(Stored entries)
▬▬▬
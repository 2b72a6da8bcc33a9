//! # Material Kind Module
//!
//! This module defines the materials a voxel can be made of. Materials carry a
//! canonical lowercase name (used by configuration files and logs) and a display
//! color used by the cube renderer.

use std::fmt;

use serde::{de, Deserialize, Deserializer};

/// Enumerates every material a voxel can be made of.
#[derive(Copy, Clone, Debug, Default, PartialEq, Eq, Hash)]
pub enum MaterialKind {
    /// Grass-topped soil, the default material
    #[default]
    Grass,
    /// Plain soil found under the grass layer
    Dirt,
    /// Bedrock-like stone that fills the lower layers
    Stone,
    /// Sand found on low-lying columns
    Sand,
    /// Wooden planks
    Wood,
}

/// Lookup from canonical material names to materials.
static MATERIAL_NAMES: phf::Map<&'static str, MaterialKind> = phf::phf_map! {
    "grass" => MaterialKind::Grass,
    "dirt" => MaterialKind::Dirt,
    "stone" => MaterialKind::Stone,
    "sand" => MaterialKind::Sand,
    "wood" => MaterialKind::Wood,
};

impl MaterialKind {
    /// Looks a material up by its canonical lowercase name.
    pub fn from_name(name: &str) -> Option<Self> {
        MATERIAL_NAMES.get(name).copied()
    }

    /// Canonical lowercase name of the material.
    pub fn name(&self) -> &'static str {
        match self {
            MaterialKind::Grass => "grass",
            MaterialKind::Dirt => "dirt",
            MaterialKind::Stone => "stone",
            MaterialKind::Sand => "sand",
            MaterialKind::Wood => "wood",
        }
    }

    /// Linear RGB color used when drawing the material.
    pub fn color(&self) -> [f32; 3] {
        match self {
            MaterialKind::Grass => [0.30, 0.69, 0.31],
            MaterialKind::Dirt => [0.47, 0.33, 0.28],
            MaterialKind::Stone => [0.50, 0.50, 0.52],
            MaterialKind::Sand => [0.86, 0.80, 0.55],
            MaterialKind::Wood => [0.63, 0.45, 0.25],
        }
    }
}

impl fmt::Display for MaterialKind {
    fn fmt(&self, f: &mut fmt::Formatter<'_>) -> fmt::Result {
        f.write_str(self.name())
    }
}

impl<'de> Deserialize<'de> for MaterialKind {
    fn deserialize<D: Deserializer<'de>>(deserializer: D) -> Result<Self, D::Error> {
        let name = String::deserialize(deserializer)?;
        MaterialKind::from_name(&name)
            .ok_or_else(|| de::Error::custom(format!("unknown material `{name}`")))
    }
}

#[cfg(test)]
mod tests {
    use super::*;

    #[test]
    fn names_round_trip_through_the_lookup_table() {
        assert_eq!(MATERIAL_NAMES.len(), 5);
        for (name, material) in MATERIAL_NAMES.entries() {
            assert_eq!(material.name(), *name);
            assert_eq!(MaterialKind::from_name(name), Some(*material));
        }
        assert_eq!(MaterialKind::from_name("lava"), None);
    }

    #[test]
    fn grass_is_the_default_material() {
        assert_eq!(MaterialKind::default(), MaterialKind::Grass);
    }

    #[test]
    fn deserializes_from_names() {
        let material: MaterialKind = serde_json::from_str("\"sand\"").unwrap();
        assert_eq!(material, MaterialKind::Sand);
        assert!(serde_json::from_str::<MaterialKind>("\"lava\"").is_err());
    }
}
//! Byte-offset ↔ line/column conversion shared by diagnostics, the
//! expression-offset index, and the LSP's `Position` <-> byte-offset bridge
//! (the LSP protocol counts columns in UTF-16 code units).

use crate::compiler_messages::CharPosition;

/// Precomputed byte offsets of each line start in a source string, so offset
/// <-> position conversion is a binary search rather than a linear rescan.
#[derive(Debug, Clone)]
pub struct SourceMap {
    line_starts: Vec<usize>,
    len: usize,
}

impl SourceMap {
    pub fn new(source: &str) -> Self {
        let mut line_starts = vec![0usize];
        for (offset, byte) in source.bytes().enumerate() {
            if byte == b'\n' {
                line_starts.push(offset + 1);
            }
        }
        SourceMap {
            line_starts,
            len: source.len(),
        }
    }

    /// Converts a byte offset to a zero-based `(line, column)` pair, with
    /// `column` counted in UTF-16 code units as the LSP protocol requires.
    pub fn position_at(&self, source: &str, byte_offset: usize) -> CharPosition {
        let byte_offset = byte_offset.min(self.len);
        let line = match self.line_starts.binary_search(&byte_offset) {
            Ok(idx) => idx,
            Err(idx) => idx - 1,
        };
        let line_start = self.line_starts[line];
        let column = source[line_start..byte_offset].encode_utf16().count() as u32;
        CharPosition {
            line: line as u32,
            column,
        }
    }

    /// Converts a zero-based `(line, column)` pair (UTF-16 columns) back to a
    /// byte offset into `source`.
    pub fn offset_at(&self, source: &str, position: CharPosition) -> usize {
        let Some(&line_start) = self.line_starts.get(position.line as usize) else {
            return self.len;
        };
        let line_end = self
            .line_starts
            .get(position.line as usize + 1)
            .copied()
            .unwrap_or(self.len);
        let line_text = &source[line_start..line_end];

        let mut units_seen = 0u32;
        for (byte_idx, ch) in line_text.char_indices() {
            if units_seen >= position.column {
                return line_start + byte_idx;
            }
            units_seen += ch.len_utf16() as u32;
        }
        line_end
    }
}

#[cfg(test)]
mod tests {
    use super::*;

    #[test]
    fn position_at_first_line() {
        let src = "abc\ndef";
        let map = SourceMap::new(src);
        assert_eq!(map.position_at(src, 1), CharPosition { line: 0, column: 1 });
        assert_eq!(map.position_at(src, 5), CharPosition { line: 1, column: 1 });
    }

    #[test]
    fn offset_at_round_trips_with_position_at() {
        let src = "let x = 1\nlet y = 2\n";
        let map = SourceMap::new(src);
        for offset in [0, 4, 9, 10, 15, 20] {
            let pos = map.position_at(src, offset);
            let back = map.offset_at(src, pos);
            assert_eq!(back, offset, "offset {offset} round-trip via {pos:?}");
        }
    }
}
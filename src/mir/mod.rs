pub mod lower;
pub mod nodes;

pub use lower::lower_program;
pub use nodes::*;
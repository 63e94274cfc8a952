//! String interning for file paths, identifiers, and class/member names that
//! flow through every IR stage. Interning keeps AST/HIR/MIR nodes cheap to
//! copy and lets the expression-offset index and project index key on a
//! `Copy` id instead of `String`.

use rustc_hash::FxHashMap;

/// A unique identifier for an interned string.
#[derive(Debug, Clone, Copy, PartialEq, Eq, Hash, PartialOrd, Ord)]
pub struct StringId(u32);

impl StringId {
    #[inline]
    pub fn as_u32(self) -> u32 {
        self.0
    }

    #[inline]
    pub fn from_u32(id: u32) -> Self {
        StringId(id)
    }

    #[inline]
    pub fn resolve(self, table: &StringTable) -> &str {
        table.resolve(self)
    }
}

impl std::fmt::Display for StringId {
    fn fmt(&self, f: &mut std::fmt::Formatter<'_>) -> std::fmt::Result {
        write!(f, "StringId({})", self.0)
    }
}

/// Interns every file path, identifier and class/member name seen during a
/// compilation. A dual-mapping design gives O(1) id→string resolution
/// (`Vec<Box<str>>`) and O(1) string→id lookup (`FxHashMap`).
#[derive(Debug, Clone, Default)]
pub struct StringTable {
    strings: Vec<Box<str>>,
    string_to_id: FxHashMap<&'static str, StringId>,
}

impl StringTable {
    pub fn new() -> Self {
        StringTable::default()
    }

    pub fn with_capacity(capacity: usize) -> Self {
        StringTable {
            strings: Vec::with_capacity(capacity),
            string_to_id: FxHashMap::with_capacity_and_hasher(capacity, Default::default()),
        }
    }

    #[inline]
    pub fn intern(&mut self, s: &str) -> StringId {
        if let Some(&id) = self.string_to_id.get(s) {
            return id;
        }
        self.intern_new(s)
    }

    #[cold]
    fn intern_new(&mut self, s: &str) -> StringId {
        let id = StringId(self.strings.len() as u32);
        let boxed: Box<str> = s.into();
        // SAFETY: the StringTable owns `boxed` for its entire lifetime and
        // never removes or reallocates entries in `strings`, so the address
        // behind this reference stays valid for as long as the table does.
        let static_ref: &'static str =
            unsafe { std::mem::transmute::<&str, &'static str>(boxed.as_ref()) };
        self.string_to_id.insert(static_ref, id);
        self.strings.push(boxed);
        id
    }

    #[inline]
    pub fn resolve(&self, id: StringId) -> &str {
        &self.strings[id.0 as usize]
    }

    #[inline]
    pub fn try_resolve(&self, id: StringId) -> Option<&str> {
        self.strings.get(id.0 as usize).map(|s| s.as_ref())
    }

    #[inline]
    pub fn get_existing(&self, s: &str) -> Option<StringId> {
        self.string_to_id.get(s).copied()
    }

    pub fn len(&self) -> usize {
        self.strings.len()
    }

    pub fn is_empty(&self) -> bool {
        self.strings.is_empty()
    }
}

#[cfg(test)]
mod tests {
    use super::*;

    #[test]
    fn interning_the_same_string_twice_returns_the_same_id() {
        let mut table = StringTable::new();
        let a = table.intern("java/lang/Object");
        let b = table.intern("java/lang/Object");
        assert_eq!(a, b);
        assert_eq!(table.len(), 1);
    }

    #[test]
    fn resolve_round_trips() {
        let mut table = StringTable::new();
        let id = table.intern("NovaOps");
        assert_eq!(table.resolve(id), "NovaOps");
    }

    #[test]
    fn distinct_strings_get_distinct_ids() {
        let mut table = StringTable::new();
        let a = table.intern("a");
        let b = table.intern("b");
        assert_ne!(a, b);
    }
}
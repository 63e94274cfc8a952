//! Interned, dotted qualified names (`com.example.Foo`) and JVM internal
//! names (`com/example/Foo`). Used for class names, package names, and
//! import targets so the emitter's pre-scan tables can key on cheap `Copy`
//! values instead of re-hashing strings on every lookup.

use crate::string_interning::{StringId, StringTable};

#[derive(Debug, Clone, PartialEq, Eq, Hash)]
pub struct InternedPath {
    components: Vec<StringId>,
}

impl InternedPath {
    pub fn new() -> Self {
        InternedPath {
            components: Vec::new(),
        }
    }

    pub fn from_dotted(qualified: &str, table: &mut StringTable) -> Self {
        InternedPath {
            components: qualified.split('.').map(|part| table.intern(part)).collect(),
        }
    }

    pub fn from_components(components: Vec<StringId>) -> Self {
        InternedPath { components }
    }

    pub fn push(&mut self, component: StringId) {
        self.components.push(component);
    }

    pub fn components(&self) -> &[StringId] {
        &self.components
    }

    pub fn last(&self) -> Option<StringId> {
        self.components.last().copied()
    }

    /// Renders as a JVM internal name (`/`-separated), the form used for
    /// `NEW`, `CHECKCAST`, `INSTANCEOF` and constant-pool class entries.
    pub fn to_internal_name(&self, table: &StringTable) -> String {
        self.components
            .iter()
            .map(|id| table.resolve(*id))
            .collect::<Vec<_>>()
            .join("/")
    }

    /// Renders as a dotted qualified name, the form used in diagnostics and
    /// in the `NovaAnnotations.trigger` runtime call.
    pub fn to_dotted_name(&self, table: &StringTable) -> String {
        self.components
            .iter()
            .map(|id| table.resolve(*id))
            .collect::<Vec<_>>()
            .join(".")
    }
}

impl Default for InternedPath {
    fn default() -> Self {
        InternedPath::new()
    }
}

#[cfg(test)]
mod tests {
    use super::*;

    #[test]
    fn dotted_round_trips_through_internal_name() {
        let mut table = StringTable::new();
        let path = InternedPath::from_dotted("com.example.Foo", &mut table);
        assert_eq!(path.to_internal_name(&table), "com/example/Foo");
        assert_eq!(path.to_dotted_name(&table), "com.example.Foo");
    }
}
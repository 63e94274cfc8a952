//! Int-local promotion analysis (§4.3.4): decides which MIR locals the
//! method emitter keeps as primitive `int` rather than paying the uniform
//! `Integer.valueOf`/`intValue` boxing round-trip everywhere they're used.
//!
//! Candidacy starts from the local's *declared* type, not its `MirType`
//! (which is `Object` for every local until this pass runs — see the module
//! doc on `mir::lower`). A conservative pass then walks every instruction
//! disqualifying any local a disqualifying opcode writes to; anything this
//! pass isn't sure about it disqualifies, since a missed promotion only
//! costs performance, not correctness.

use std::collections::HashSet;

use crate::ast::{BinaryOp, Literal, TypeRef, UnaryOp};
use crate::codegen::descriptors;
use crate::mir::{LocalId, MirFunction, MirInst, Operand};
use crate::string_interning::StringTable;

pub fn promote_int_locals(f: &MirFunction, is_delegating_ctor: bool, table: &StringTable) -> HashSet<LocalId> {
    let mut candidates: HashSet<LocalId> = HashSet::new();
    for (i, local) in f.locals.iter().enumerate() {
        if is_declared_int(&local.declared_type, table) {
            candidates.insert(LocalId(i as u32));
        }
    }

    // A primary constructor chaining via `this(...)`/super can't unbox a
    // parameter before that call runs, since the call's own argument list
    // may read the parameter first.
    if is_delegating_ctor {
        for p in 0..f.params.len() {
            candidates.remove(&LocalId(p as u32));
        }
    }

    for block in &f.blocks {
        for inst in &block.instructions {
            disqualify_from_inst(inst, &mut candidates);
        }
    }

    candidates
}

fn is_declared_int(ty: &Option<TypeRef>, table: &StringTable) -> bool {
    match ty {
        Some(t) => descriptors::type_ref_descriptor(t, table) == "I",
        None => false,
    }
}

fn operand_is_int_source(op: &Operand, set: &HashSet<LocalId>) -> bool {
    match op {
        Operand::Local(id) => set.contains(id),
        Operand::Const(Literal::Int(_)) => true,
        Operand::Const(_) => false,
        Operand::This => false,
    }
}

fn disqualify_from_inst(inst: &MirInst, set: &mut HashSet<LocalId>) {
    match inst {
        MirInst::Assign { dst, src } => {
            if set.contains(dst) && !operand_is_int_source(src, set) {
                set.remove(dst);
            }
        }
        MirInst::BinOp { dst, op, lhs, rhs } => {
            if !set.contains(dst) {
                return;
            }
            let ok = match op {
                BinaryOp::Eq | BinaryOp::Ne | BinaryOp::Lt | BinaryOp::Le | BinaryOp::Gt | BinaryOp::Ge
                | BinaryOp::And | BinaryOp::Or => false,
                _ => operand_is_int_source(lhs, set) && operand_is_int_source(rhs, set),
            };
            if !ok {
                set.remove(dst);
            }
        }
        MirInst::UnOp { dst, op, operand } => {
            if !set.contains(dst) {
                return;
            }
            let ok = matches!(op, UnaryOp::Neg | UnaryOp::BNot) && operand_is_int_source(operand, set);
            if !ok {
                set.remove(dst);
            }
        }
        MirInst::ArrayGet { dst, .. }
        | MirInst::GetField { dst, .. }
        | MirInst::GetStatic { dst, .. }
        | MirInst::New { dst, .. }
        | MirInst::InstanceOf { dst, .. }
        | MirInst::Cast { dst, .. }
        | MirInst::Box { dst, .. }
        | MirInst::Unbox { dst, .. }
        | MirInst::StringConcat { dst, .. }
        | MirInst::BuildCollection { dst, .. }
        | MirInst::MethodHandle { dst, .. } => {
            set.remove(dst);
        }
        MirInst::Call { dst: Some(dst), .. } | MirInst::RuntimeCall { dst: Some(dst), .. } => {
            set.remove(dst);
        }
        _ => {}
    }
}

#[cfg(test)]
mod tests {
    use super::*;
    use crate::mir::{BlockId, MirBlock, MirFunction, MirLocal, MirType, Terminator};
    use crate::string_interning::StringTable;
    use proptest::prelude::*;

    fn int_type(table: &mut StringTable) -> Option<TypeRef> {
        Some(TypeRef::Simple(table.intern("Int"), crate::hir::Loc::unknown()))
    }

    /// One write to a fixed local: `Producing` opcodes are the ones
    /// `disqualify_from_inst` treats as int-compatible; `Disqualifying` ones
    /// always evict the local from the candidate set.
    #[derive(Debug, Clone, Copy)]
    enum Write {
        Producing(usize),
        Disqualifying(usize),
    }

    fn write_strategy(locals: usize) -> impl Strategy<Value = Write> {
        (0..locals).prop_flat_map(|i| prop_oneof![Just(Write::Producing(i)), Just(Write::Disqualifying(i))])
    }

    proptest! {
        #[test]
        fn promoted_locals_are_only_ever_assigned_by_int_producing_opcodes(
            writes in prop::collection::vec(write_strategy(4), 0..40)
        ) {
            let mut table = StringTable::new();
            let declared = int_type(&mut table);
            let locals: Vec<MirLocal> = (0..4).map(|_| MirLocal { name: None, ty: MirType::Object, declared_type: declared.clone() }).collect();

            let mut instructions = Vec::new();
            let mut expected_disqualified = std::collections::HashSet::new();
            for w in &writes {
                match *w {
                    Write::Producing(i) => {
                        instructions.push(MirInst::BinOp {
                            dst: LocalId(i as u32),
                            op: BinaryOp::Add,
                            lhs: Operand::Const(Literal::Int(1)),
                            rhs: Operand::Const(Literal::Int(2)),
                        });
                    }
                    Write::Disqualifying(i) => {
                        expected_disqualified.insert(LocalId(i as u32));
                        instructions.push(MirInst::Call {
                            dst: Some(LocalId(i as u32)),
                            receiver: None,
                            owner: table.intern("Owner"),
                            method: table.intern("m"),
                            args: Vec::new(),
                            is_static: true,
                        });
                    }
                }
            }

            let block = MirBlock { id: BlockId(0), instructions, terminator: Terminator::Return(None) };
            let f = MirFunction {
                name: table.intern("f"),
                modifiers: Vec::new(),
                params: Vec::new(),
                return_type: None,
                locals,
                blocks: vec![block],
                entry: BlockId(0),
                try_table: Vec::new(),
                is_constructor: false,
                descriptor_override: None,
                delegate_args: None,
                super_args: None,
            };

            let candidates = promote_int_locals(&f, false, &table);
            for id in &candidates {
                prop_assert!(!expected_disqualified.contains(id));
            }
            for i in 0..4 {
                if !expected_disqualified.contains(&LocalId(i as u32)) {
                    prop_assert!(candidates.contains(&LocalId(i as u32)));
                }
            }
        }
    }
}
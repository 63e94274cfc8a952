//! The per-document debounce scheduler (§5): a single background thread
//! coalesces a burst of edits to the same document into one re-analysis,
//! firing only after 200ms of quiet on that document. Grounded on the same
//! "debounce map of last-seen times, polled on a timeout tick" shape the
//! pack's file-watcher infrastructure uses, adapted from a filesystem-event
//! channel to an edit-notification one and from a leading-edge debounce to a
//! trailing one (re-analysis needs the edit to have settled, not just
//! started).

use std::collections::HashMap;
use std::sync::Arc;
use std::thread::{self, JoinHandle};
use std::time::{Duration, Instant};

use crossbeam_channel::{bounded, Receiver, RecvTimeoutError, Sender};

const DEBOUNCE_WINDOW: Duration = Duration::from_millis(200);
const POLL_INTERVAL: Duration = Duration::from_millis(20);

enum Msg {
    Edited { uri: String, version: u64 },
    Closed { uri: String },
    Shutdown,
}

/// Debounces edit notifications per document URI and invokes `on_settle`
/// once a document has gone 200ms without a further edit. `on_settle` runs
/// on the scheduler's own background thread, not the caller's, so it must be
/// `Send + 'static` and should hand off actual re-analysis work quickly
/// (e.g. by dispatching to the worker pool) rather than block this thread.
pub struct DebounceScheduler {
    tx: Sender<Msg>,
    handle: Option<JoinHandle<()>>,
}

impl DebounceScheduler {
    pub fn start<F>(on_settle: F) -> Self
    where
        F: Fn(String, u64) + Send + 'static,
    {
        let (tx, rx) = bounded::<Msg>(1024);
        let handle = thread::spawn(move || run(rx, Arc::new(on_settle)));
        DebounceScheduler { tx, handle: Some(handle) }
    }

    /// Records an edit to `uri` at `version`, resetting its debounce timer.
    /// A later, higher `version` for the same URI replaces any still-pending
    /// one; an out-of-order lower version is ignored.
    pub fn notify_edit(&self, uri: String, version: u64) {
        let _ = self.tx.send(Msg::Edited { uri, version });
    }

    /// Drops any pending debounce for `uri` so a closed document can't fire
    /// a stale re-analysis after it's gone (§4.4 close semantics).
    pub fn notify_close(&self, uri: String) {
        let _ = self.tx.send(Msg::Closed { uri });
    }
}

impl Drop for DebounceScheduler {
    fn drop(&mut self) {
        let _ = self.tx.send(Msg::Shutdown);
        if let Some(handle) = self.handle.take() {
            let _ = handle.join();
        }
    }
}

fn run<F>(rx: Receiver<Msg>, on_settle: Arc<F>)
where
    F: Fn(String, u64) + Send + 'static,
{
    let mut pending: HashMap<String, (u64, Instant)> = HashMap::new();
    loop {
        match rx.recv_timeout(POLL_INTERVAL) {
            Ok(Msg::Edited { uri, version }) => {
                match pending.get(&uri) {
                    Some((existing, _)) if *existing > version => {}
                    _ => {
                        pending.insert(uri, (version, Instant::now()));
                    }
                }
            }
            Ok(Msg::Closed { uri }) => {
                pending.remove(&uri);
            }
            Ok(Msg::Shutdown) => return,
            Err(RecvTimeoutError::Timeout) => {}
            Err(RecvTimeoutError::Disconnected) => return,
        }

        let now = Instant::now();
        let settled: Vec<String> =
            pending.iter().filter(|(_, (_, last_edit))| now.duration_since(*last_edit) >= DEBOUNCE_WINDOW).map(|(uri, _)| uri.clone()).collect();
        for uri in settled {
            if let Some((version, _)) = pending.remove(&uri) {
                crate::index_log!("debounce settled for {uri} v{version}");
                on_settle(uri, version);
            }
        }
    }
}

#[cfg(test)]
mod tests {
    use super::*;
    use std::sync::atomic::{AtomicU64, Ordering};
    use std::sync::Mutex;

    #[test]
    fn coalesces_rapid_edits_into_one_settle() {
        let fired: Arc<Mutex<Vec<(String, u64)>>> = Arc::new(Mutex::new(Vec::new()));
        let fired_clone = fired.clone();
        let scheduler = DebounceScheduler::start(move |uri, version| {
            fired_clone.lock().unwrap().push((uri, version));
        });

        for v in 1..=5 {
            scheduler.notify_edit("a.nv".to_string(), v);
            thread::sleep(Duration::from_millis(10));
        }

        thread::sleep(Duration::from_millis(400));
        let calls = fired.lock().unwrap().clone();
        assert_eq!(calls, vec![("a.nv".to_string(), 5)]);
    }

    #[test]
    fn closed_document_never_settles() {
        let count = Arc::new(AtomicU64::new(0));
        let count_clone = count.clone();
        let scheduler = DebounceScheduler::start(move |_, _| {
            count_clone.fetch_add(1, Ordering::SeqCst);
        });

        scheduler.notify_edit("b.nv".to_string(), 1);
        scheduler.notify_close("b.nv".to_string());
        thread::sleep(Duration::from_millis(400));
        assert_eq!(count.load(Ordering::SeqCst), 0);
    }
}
▬▬▬
◆ HOW TO COMPLETE THIS TASK ◆
Transcribe the records from their first line. Stop after the line with "#[derive(Copy, Clone, Debug, Default, PartialEq, Eq, Hash)]", including it.

◆ WRITTEN REPLY ◆
repository 2b72a6da8bcc33a9
//! # Material Kind Module
//!
//! This module defines the materials a voxel can be made of. Materials carry a
//! canonical lowercase name (used by configuration files and logs) and a display
//! color used by the cube renderer.

use std::fmt;

use serde::{de, Deserialize, Deserializer};

/// Enumerates every material a voxel can be made of.
#[derive(Copy, Clone, Debug, Default, PartialEq, Eq, Hash)]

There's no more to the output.